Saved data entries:
'''
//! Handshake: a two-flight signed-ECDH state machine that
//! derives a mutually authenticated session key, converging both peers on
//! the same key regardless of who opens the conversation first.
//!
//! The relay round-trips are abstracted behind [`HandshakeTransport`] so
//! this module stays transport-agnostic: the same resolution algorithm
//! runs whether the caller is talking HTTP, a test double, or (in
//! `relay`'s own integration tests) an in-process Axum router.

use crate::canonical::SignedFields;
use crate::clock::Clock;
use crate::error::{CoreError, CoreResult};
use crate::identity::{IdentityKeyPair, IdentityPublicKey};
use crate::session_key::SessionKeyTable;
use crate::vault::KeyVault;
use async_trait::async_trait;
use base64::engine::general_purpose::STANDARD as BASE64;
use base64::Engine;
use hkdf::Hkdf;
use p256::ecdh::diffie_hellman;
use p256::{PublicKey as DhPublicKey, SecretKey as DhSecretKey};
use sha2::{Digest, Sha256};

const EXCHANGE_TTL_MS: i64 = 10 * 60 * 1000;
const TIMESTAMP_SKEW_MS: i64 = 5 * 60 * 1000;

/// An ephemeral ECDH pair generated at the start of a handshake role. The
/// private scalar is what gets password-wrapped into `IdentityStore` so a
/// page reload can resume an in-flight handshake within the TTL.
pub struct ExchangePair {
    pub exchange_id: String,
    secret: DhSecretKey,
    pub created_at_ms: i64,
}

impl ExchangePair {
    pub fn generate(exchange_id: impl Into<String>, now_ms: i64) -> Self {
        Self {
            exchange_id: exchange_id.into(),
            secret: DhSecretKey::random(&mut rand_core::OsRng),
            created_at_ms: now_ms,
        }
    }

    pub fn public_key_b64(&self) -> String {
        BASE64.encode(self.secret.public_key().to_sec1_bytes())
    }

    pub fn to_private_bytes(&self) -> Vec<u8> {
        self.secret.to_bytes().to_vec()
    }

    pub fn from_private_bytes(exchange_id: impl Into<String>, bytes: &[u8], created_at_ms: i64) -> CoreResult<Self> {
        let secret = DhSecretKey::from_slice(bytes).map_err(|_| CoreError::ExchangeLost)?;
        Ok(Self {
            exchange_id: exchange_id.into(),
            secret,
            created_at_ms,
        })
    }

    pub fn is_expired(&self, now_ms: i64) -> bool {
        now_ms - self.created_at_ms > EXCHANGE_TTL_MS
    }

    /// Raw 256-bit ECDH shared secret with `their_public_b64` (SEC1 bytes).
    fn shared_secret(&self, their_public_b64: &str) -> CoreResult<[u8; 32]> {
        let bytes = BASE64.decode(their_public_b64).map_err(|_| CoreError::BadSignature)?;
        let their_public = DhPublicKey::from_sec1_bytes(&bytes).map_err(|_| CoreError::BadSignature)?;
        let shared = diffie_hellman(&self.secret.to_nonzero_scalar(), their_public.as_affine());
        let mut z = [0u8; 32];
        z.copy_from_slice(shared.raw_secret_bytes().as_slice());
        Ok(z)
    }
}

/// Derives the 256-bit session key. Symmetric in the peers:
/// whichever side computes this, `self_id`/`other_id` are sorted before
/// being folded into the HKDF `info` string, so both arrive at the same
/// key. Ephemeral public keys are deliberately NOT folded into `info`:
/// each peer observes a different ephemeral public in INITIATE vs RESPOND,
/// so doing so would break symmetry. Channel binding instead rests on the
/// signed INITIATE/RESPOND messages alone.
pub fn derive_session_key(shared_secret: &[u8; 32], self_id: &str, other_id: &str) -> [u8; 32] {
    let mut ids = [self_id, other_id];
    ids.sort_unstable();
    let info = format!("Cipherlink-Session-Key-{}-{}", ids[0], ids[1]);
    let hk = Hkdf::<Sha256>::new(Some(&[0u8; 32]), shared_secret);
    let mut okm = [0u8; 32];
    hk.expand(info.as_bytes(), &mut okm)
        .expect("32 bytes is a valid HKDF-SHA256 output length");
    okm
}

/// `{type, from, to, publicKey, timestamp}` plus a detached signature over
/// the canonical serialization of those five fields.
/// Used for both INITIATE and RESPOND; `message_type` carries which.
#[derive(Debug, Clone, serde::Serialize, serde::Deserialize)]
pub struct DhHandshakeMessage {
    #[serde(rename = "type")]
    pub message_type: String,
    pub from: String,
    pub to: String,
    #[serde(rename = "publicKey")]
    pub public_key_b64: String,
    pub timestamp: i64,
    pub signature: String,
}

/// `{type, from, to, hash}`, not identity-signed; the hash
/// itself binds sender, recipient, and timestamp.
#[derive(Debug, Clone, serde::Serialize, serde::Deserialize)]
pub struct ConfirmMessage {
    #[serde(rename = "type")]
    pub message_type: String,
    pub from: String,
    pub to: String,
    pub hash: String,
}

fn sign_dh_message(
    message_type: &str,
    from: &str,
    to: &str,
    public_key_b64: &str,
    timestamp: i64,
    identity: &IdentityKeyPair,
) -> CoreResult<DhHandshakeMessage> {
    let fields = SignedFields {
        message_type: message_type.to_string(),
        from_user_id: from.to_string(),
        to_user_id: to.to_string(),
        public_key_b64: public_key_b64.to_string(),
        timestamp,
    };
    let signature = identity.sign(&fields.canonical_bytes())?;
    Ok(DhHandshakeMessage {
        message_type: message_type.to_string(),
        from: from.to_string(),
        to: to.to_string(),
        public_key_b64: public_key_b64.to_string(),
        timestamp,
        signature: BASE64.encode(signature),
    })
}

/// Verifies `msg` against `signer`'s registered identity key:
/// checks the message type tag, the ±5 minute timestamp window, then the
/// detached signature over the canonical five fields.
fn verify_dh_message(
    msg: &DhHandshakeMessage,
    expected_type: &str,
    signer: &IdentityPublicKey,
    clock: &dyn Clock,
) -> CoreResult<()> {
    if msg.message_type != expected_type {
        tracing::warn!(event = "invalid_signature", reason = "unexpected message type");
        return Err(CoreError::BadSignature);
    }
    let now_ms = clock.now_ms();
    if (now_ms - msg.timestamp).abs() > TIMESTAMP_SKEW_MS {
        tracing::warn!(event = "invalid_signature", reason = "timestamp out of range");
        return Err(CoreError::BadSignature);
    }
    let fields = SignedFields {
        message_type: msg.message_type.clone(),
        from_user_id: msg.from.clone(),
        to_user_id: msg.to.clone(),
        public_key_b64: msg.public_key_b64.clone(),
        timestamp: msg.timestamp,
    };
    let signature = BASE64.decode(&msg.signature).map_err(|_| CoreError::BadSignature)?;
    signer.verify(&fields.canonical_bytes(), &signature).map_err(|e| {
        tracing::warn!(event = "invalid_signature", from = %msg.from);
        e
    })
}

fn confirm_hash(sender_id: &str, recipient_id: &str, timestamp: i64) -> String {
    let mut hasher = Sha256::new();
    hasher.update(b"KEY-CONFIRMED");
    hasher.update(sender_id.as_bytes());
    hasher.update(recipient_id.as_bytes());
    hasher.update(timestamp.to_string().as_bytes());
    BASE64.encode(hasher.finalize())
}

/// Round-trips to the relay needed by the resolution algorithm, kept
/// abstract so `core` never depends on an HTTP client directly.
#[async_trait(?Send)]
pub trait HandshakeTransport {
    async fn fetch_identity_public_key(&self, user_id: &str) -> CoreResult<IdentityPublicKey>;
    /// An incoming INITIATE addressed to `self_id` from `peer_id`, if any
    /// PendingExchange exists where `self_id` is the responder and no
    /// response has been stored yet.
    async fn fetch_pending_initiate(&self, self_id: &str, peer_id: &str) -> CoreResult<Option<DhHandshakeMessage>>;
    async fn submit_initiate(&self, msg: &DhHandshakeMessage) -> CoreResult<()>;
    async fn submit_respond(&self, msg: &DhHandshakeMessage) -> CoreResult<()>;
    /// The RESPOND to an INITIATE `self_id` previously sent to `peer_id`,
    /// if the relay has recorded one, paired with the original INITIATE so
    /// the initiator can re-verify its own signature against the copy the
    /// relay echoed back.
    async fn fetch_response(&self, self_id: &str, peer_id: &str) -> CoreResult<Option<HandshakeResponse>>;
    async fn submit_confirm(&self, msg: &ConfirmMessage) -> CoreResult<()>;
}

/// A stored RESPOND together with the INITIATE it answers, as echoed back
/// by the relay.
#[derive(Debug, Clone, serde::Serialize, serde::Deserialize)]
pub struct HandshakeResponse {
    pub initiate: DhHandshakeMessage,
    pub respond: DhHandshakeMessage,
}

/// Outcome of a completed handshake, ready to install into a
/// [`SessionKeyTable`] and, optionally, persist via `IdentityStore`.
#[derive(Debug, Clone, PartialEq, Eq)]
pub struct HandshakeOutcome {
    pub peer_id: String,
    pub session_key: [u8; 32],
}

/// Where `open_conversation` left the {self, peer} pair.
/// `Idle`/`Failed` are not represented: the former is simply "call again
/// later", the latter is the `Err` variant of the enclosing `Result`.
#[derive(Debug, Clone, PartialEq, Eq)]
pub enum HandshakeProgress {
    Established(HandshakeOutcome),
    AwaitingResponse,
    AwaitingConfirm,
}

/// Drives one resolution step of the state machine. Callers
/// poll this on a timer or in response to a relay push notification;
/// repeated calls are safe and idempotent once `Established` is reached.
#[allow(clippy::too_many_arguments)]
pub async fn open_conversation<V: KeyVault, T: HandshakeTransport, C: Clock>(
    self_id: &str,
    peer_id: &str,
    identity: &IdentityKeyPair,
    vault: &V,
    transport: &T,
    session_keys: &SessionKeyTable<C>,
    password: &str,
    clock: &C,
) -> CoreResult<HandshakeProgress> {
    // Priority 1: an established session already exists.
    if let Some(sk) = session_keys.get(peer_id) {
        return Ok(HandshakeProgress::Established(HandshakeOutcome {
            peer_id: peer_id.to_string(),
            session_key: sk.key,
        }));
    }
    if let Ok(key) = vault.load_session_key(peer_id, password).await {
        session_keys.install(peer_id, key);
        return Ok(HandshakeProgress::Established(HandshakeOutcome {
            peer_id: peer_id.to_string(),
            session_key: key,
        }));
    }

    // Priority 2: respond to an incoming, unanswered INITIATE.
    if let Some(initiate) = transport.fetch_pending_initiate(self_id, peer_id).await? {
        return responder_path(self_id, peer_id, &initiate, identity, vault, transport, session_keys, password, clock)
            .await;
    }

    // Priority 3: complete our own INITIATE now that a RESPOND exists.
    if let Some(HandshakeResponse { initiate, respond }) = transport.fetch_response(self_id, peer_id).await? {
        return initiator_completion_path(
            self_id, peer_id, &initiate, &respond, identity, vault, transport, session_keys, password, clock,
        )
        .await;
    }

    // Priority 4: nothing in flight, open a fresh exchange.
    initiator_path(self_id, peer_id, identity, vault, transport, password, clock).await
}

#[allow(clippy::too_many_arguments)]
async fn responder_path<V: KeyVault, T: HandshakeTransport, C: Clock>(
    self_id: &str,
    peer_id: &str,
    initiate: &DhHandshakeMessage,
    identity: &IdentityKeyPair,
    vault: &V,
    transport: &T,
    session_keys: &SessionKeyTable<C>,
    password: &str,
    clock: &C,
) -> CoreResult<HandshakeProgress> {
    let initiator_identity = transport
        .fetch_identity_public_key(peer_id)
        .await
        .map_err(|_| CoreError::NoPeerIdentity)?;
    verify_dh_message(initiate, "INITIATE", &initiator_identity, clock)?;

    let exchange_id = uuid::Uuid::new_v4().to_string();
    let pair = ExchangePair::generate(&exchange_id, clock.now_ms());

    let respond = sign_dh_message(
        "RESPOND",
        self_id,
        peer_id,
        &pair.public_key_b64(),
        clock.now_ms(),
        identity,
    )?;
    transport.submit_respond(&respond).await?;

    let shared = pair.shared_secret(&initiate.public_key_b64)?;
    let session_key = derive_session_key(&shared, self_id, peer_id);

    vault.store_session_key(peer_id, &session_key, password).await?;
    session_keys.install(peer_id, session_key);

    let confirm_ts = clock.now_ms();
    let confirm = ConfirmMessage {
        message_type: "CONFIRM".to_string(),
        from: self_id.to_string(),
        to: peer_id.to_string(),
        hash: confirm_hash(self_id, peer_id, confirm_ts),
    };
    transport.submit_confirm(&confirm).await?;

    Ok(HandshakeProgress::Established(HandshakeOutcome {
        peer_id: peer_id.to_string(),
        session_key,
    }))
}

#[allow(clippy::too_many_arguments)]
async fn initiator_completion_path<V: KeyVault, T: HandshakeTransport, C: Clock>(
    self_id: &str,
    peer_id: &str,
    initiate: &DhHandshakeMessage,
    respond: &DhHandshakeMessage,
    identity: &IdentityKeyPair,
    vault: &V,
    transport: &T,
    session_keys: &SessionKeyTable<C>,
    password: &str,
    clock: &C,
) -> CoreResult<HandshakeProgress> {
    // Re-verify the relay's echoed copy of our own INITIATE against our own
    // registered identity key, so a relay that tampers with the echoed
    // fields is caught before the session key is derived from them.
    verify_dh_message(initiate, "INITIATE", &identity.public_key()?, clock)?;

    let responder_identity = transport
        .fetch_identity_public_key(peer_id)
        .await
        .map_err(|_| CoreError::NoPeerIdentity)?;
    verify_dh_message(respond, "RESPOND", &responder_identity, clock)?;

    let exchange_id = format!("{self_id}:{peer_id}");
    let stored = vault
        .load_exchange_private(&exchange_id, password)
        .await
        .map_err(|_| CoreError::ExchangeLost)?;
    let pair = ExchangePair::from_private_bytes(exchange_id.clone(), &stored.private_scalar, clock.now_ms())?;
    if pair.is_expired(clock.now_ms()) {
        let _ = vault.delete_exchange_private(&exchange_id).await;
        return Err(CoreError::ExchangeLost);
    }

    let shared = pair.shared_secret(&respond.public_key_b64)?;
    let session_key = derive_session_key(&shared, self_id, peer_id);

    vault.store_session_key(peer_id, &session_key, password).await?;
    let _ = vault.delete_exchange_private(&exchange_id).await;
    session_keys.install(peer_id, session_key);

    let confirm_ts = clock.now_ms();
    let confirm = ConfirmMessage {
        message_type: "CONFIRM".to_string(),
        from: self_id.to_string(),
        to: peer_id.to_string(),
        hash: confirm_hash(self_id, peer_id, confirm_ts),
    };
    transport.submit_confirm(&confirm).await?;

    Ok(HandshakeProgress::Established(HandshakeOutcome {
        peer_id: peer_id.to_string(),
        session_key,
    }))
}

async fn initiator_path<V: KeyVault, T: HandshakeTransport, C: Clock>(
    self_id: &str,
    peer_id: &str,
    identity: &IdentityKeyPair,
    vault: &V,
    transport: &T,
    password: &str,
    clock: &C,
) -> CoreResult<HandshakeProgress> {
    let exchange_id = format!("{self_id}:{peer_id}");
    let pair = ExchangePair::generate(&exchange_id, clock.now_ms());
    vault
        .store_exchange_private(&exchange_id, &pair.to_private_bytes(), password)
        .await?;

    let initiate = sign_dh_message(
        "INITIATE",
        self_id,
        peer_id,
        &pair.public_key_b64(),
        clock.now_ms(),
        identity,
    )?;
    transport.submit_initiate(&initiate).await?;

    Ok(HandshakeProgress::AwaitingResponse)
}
'''
## ABOUT THIS EXERCISE
Among the records above, repeat exactly the line with "let secret = DhSecretKey::from_slice(bytes).map_err(|_|", the line with "let mut z = [0u8; 32];", and every line in between, and only those.

## WRITTEN RESPONSE
        let secret = DhSecretKey::from_slice(bytes).map_err(|_| CoreError::ExchangeLost)?;
        Ok(Self {
            exchange_id: exchange_id.into(),
            secret,
            created_at_ms,
        })
    }

    pub fn is_expired(&self, now_ms: i64) -> bool {
        now_ms - self.created_at_ms > EXCHANGE_TTL_MS
    }

    /// Raw 256-bit ECDH shared secret with `their_public_b64` (SEC1 bytes).
    fn shared_secret(&self, their_public_b64: &str) -> CoreResult<[u8; 32]> {
        let bytes = BASE64.decode(their_public_b64).map_err(|_| CoreError::BadSignature)?;
        let their_public = DhPublicKey::from_sec1_bytes(&bytes).map_err(|_| CoreError::BadSignature)?;
        let shared = diffie_hellman(&self.secret.to_nonzero_scalar(), their_public.as_affine());
        let mut z = [0u8; 32];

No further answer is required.